> **Information provided**:

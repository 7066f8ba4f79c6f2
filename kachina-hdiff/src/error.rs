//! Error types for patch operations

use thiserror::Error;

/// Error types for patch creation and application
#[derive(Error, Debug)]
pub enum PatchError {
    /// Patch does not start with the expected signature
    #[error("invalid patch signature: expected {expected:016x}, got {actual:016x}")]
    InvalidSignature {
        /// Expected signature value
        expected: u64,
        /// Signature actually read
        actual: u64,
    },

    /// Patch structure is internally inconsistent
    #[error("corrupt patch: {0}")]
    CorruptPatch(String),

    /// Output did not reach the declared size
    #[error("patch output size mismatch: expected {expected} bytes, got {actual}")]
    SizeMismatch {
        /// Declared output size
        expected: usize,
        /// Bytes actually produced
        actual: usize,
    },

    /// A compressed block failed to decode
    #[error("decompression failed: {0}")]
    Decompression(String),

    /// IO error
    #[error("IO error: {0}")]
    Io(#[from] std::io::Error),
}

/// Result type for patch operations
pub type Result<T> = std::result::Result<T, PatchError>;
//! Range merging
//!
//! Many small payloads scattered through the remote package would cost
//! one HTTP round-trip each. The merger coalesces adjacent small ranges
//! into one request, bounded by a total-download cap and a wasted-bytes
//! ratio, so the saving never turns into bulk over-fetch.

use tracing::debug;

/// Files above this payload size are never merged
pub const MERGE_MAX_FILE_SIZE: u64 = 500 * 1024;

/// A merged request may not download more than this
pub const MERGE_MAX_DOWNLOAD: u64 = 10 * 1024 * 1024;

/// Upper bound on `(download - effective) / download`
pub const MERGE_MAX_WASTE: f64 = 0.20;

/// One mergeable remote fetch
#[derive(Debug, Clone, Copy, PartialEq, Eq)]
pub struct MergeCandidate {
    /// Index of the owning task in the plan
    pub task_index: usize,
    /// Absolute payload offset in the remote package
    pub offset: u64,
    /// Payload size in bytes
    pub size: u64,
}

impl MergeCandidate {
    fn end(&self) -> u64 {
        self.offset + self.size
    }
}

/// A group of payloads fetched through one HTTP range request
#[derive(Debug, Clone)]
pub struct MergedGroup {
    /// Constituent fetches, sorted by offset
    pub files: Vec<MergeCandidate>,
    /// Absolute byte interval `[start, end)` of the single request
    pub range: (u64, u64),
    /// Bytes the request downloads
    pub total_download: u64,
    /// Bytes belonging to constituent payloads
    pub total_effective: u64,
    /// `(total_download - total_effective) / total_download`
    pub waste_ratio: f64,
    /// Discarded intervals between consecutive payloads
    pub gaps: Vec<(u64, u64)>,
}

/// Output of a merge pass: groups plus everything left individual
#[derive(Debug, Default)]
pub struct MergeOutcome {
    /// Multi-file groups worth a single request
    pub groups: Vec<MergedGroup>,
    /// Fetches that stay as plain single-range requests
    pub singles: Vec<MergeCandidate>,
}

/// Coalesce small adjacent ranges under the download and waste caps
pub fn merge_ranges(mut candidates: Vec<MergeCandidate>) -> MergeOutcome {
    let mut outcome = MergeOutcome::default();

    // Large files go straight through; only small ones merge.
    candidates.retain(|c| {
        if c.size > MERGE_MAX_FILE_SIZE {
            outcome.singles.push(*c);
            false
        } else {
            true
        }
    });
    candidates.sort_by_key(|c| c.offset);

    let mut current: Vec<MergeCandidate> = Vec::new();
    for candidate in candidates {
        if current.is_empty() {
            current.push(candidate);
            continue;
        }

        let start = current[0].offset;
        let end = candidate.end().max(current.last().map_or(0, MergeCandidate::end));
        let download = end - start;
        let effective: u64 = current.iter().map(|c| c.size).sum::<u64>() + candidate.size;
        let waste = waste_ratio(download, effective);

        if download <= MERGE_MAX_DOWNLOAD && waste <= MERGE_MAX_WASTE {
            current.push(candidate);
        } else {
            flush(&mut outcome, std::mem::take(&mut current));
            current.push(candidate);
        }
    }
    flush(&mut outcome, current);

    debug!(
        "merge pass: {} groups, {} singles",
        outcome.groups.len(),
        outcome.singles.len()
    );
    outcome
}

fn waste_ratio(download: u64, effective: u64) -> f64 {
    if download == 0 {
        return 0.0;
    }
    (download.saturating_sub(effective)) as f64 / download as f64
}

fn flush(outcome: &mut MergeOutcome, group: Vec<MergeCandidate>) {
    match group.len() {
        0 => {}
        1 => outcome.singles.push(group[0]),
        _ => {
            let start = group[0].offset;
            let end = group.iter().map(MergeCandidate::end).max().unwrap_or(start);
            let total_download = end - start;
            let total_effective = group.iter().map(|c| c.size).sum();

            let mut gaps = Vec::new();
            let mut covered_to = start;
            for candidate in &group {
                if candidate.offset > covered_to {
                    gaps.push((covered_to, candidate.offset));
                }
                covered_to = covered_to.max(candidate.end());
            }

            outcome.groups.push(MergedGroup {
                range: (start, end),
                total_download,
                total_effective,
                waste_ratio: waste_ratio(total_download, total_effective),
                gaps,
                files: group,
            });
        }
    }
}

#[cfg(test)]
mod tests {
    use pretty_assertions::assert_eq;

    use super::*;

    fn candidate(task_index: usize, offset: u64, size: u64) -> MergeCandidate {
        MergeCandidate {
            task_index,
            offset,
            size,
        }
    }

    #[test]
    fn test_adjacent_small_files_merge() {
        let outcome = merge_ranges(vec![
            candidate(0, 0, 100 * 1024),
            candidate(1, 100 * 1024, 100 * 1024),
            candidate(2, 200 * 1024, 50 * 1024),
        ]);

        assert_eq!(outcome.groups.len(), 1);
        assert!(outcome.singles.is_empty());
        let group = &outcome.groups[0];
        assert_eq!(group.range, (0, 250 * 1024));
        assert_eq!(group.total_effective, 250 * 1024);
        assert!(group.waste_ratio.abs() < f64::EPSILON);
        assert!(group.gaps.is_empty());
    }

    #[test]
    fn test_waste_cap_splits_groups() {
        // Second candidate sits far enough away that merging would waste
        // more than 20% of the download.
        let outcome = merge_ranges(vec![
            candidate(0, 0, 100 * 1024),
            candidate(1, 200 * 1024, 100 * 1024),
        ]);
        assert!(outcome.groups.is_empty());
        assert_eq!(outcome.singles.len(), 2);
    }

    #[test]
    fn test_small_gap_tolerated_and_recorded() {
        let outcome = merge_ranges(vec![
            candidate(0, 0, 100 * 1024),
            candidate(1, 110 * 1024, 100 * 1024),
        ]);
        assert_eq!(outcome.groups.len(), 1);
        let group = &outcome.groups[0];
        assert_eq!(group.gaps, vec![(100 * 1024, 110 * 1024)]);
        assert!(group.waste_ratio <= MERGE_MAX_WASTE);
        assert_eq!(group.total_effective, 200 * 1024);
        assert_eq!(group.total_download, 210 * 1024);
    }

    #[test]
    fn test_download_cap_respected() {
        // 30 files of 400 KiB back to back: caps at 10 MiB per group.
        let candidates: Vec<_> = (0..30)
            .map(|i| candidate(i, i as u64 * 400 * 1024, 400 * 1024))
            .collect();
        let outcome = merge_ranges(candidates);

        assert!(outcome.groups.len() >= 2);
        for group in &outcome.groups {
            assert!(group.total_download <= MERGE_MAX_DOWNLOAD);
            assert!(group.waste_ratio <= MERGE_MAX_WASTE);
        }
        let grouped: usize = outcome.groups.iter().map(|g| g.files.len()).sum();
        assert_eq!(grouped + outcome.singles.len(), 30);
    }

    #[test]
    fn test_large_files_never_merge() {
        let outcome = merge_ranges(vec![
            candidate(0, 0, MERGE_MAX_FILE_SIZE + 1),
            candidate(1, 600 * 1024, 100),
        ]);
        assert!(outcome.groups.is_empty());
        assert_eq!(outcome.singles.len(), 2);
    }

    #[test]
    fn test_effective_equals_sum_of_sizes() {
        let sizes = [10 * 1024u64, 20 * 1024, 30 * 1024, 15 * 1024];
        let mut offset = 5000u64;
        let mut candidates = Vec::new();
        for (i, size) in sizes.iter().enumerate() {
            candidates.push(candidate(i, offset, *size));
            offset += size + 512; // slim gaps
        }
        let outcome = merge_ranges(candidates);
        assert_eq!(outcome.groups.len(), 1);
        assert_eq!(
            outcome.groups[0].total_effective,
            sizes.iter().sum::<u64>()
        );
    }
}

> **What the task requires**:
Search the listing for the word "PatchError", and copy every line in which it is found.

> **Response area**:
pub enum PatchError {
pub type Result<T> = std::result::Result<T, PatchError>;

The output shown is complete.